India’s minister for power and renewable energy Raj Kumar Singh has criticised the West for its generous green hydrogen subsidies, as his country will find it harder to attract investment and compete on price.
Singh is reported to have told a recent CII conference in New Delhi that the introduction of a $3/kg clean hydrogen production tax credit in the US will cover the full estimated cost of making H2 — and that India cannot afford to offer such a high subsidy.
While the minister argues that India can generate renewable electricity at the lowest cost in the world, which gives it some advantage in green hydrogen production, the US is able to “print its money and rest of the world subscribes to it”.
“Despite the fact that we face so many barriers, we will become a champion in green hydrogen production as well,” Singh added bullishly.
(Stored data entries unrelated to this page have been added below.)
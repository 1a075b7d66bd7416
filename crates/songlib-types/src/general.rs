use std::{fmt::Display, str::FromStr};

use serde::{Deserialize, Deserializer, Serialize, Serializer};
use time::{macros::format_description, Date};

use crate::error::Error;

/// Calendar date as it travels over the wire: `dd.mm.yyyy`.
#[derive(Debug, Clone, Copy, PartialEq, Eq, Hash, PartialOrd, Ord)]
pub struct DayMonthYear(Date);

impl DayMonthYear {
    pub fn date(&self) -> Date {
        self.0
    }
}

impl From<Date> for DayMonthYear {
    fn from(value: Date) -> Self {
        DayMonthYear(value)
    }
}

impl From<DayMonthYear> for Date {
    fn from(value: DayMonthYear) -> Self {
        value.0
    }
}

impl FromStr for DayMonthYear {
    type Err = Error;

    fn from_str(s: &str) -> Result<Self, Self::Err> {
        let date = Date::parse(s.trim(), format_description!("[day].[month].[year]"))
            .map_err(|e| Error::InvalidDate(s.to_string(), e))?;
        Ok(DayMonthYear(date))
    }
}

impl Display for DayMonthYear {
    fn fmt(&self, f: &mut std::fmt::Formatter<'_>) -> std::fmt::Result {
        write!(
            f,
            "{:02}.{:02}.{:04}",
            self.0.day(),
            u8::from(self.0.month()),
            self.0.year()
        )
    }
}

impl Serialize for DayMonthYear {
    fn serialize<S>(&self, serializer: S) -> Result<S::Ok, S::Error>
    where
        S: Serializer,
    {
        serializer.collect_str(self)
    }
}

impl<'de> Deserialize<'de> for DayMonthYear {
    fn deserialize<D>(deserializer: D) -> Result<Self, D::Error>
    where
        D: Deserializer<'de>,
    {
        let s = String::deserialize(deserializer)?;
        s.parse().map_err(serde::de::Error::custom)
    }
}

/// Serde adapters for `time::Date` fields rendered as `dd.mm.yyyy`.
pub mod dmy {
    pub mod option {
        use serde::{Deserialize as _, Deserializer, Serializer};
        use time::Date;

        use crate::general::DayMonthYear;

        pub fn serialize<S>(date: &Option<Date>, serializer: S) -> Result<S::Ok, S::Error>
        where
            S: Serializer,
        {
            match date {
                Some(date) => serializer.collect_str(&DayMonthYear(*date)),
                None => serializer.serialize_none(),
            }
        }

        pub fn deserialize<'de, D>(deserializer: D) -> Result<Option<Date>, D::Error>
        where
            D: Deserializer<'de>,
        {
            Option::<DayMonthYear>::deserialize(deserializer).map(|d| d.map(Date::from))
        }
    }
}

/// Value of a field in a partial update.
///
/// When deserialized with `#[serde(default)]` a missing field stays `Unchanged`,
/// an explicit `null` becomes `Clear` and anything else is `Set`.
#[derive(Debug, Clone, PartialEq, Eq, Default)]
pub enum Patch<T> {
    #[default]
    Unchanged,
    Clear,
    Set(T),
}

impl<T> Patch<T> {
    pub fn is_unchanged(&self) -> bool {
        matches!(self, Patch::Unchanged)
    }

    pub fn as_ref(&self) -> Patch<&T> {
        match self {
            Patch::Unchanged => Patch::Unchanged,
            Patch::Clear => Patch::Clear,
            Patch::Set(v) => Patch::Set(v),
        }
    }

    pub fn map<U, F>(self, f: F) -> Patch<U>
    where
        F: FnOnce(T) -> U,
    {
        match self {
            Patch::Unchanged => Patch::Unchanged,
            Patch::Clear => Patch::Clear,
            Patch::Set(v) => Patch::Set(f(v)),
        }
    }

    /// `None` when unchanged, otherwise the new (possibly cleared) value.
    pub fn into_change(self) -> Option<Option<T>> {
        match self {
            Patch::Unchanged => None,
            Patch::Clear => Some(None),
            Patch::Set(v) => Some(Some(v)),
        }
    }
}

impl<T> From<Option<T>> for Patch<T> {
    fn from(value: Option<T>) -> Self {
        match value {
            Some(v) => Patch::Set(v),
            None => Patch::Clear,
        }
    }
}

impl<'de, T> Deserialize<'de> for Patch<T>
where
    T: Deserialize<'de>,
{
    fn deserialize<D>(deserializer: D) -> Result<Self, D::Error>
    where
        D: Deserializer<'de>,
    {
        Option::<T>::deserialize(deserializer).map(Patch::from)
    }
}

impl<T> Serialize for Patch<T>
where
    T: Serialize,
{
    fn serialize<S>(&self, serializer: S) -> Result<S::Ok, S::Error>
    where
        S: Serializer,
    {
        match self {
            Patch::Set(v) => v.serialize(serializer),
            Patch::Clear | Patch::Unchanged => serializer.serialize_none(),
        }
    }
}
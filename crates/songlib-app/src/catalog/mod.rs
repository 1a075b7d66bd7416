//! Song catalog use case: enriches new songs with music info, lists and pages
//! songs and their verses, applies partial updates and removals.

use std::future::Future;

use songlib_dal::{
    song::{CreateSong, NewSong, Song, SongDetail, SongRepository, SongWithVerses, UpdateSong},
    Batch, Pagination, PagingDefaults, SongFilter,
};
use tracing::{debug, warn};
use uuid::Uuid;

use crate::music_info::LookupError;

pub mod verses;

/// Source of song metadata
pub trait MetadataLookup: Send + Sync {
    fn lookup(
        &self,
        group: &str,
        title: &str,
    ) -> impl Future<Output = Result<SongDetail, LookupError>> + Send;
}

pub type StoreResult<T> = Result<T, songlib_dal::Error>;

/// Persistence of songs.
///
/// Missing records are reported as errors for which
/// [`songlib_dal::Error::is_not_found`] holds.
pub trait SongStore: Send + Sync {
    fn save(&self, song: NewSong) -> impl Future<Output = StoreResult<Song>> + Send;

    fn list_matching(
        &self,
        pagination: Pagination,
        filters: &[SongFilter],
    ) -> impl Future<Output = StoreResult<Batch<Song>>> + Send;

    fn get(&self, id: Uuid) -> impl Future<Output = StoreResult<Song>> + Send;

    fn update_fields(
        &self,
        id: Uuid,
        update: &UpdateSong,
    ) -> impl Future<Output = StoreResult<Song>> + Send;

    /// Returns number of removed records
    fn delete(&self, id: Uuid) -> impl Future<Output = StoreResult<u64>> + Send;
}

impl SongStore for SongRepository {
    async fn save(&self, song: NewSong) -> StoreResult<Song> {
        SongRepository::save(self, song).await
    }

    async fn list_matching(
        &self,
        pagination: Pagination,
        filters: &[SongFilter],
    ) -> StoreResult<Batch<Song>> {
        SongRepository::list_matching(self, pagination, filters).await
    }

    async fn get(&self, id: Uuid) -> StoreResult<Song> {
        SongRepository::get(self, id).await
    }

    async fn update_fields(&self, id: Uuid, update: &UpdateSong) -> StoreResult<Song> {
        SongRepository::update_fields(self, id, update).await
    }

    async fn delete(&self, id: Uuid) -> StoreResult<u64> {
        SongRepository::delete(self, id).await
    }
}

pub type Result<T, E = CatalogError> = std::result::Result<T, E>;

#[derive(Debug, thiserror::Error)]
pub enum CatalogError {
    #[error("{operation}: music info lookup failed for {group} - {title}")]
    UpstreamLookupFailed {
        operation: &'static str,
        group: String,
        title: String,
        #[source]
        source: LookupError,
    },
    #[error("{operation}: persistence failed")]
    PersistenceFailed {
        operation: &'static str,
        #[source]
        source: songlib_dal::Error,
    },
    #[error("{operation}: song {id} not found")]
    NotFound { operation: &'static str, id: Uuid },
    #[error("{operation}: no fields to update for song {id}")]
    NoFieldsToUpdate { operation: &'static str, id: Uuid },
}

impl CatalogError {
    fn persistence(operation: &'static str) -> impl FnOnce(songlib_dal::Error) -> Self {
        move |source| CatalogError::PersistenceFailed { operation, source }
    }

    fn from_store(operation: &'static str, id: Uuid) -> impl FnOnce(songlib_dal::Error) -> Self {
        move |source| {
            if source.is_not_found() {
                CatalogError::NotFound { operation, id }
            } else {
                CatalogError::PersistenceFailed { operation, source }
            }
        }
    }
}

pub struct SongCatalog<L, S> {
    lookup: L,
    store: S,
    paging: PagingDefaults,
}

impl<L, S> SongCatalog<L, S>
where
    L: MetadataLookup,
    S: SongStore,
{
    pub fn new(lookup: L, store: S, paging: PagingDefaults) -> Self {
        Self {
            lookup,
            store,
            paging,
        }
    }

    pub fn store(&self) -> &S {
        &self.store
    }

    /// Looks up song detail and stores the enriched song.
    ///
    /// Nothing is stored when lookup fails.
    pub async fn add_song(&self, song: CreateSong) -> Result<Song> {
        const OP: &str = "add_song";
        debug!("Adding song {} - {}", song.group_name, song.title);
        let detail = self
            .lookup
            .lookup(&song.group_name, &song.title)
            .await
            .map_err(|source| CatalogError::UpstreamLookupFailed {
                operation: OP,
                group: song.group_name.clone(),
                title: song.title.clone(),
                source,
            })?;
        self.store
            .save(song.with_detail(detail))
            .await
            .map_err(CatalogError::persistence(OP))
    }

    pub async fn fetch_songs(
        &self,
        pagination: Pagination,
        filters: &[SongFilter],
    ) -> Result<Batch<Song>> {
        let pagination = self.paging.resolve(pagination);
        debug!("Fetching songs {pagination:?} with filters {filters:?}");
        self.store
            .list_matching(pagination, filters)
            .await
            .map_err(CatalogError::persistence("fetch_songs"))
    }

    /// Song with a page of its verses
    pub async fn fetch_song_with_verses(
        &self,
        id: Uuid,
        pagination: Pagination,
    ) -> Result<(SongWithVerses, Pagination)> {
        const OP: &str = "fetch_song_with_verses";
        let mut song = self
            .store
            .get(id)
            .await
            .map_err(CatalogError::from_store(OP, id))?;
        let text = song.detail.text.take();
        let (verses, pagination) =
            verses::page_verses(text.as_deref(), self.paging.resolve(pagination));
        Ok((SongWithVerses::new(song, verses), pagination))
    }

    pub async fn modify_song(&self, id: Uuid, update: UpdateSong) -> Result<Song> {
        const OP: &str = "modify_song";
        if update.is_empty() {
            return Err(CatalogError::NoFieldsToUpdate { operation: OP, id });
        }
        self.store
            .update_fields(id, &update)
            .await
            .map_err(CatalogError::from_store(OP, id))
    }

    pub async fn remove_song(&self, id: Uuid) -> Result<u64> {
        const OP: &str = "remove_song";
        let removed = self
            .store
            .delete(id)
            .await
            .map_err(CatalogError::persistence(OP))?;
        match removed {
            0 => Err(CatalogError::NotFound { operation: OP, id }),
            1 => Ok(1),
            n => {
                warn!("Removing song {id} deleted {n} records");
                Ok(n)
            }
        }
    }
}
use axum::extract::{FromRequest, Request};
use axum::response::{IntoResponse, Response};
use garde::{Report, Validate};
use std::error::Error;
use std::fmt::Display;
use std::ops::Deref;

use crate::error::ApiError;
use crate::state::AppState;

/// Extractor validating payload of inner extractor with `garde`
#[derive(Debug, Clone, Copy, Default)]
pub struct Garde<E>(pub E);

impl<E> Deref for Garde<E> {
    type Target = E;

    fn deref(&self) -> &Self::Target {
        &self.0
    }
}

#[derive(Debug)]
pub enum ValidationRejection<V, E> {
    /// Payload was decoded, but is not valid
    Valid(V),
    /// Inner extractor failed
    Inner(E),
}

impl<V: Display, E: Display> Display for ValidationRejection<V, E> {
    fn fmt(&self, f: &mut std::fmt::Formatter<'_>) -> std::fmt::Result {
        match self {
            ValidationRejection::Valid(errors) => write!(f, "{errors}"),
            ValidationRejection::Inner(error) => write!(f, "{error}"),
        }
    }
}

impl<V: Error + 'static, E: Error + 'static> Error for ValidationRejection<V, E> {
    fn source(&self) -> Option<&(dyn Error + 'static)> {
        match self {
            ValidationRejection::Valid(ve) => Some(ve),
            ValidationRejection::Inner(e) => Some(e),
        }
    }
}

pub type GardeRejection<E> = ValidationRejection<Report, E>;

impl<E> From<Report> for GardeRejection<E> {
    fn from(value: Report) -> Self {
        Self::Valid(value)
    }
}

/// Both invalid payload and failure to decode it are client errors.
impl<E: Display> IntoResponse for GardeRejection<E> {
    fn into_response(self) -> Response {
        match self {
            ValidationRejection::Valid(report) => ApiError::Validation(report).into_response(),
            ValidationRejection::Inner(e) => {
                ApiError::InvalidRequest(e.to_string()).into_response()
            }
        }
    }
}

impl<Extractor, T> FromRequest<AppState> for Garde<Extractor>
where
    T: Validate<Context = ()>,
    Extractor: Deref<Target = T> + FromRequest<AppState>,
    <Extractor as FromRequest<AppState>>::Rejection: Display,
{
    type Rejection = GardeRejection<<Extractor as FromRequest<AppState>>::Rejection>;

    async fn from_request(req: Request, state: &AppState) -> Result<Self, Self::Rejection> {
        let inner = Extractor::from_request(req, state)
            .await
            .map_err(GardeRejection::Inner)?;

        inner.deref().validate()?;
        Ok(Garde(inner))
    }
}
India is set to hold the first in a series of subsidised green hydrogen auctions this summer as it aims to produce three million tonnes of renewable H2 production and around 15GW of electrolysers over the next five years.
The country is reportedly set to provide a subsidy of 30 rupees ($0.36) per kilogramme produced — a fraction of the maximum $3/kg offered by the US and up to €4/kg by the EU.
India is set to host a clean energy ministerial with G20 countries in July, which will aim to set common standard for green H2 in a bid to enable friction-free international trade.
The country had previously announced in its National Green Hydrogen Mission that it would aim to corner 10% of the global market for green hydrogen and ammonia by 2030.
“We need to make sure that the trade is free and open,” Singh said, adding: “We can’t have protectionism if we want the whole world to go green, and the whole world will have to go green, since one or two countries alone going green will not make a difference.”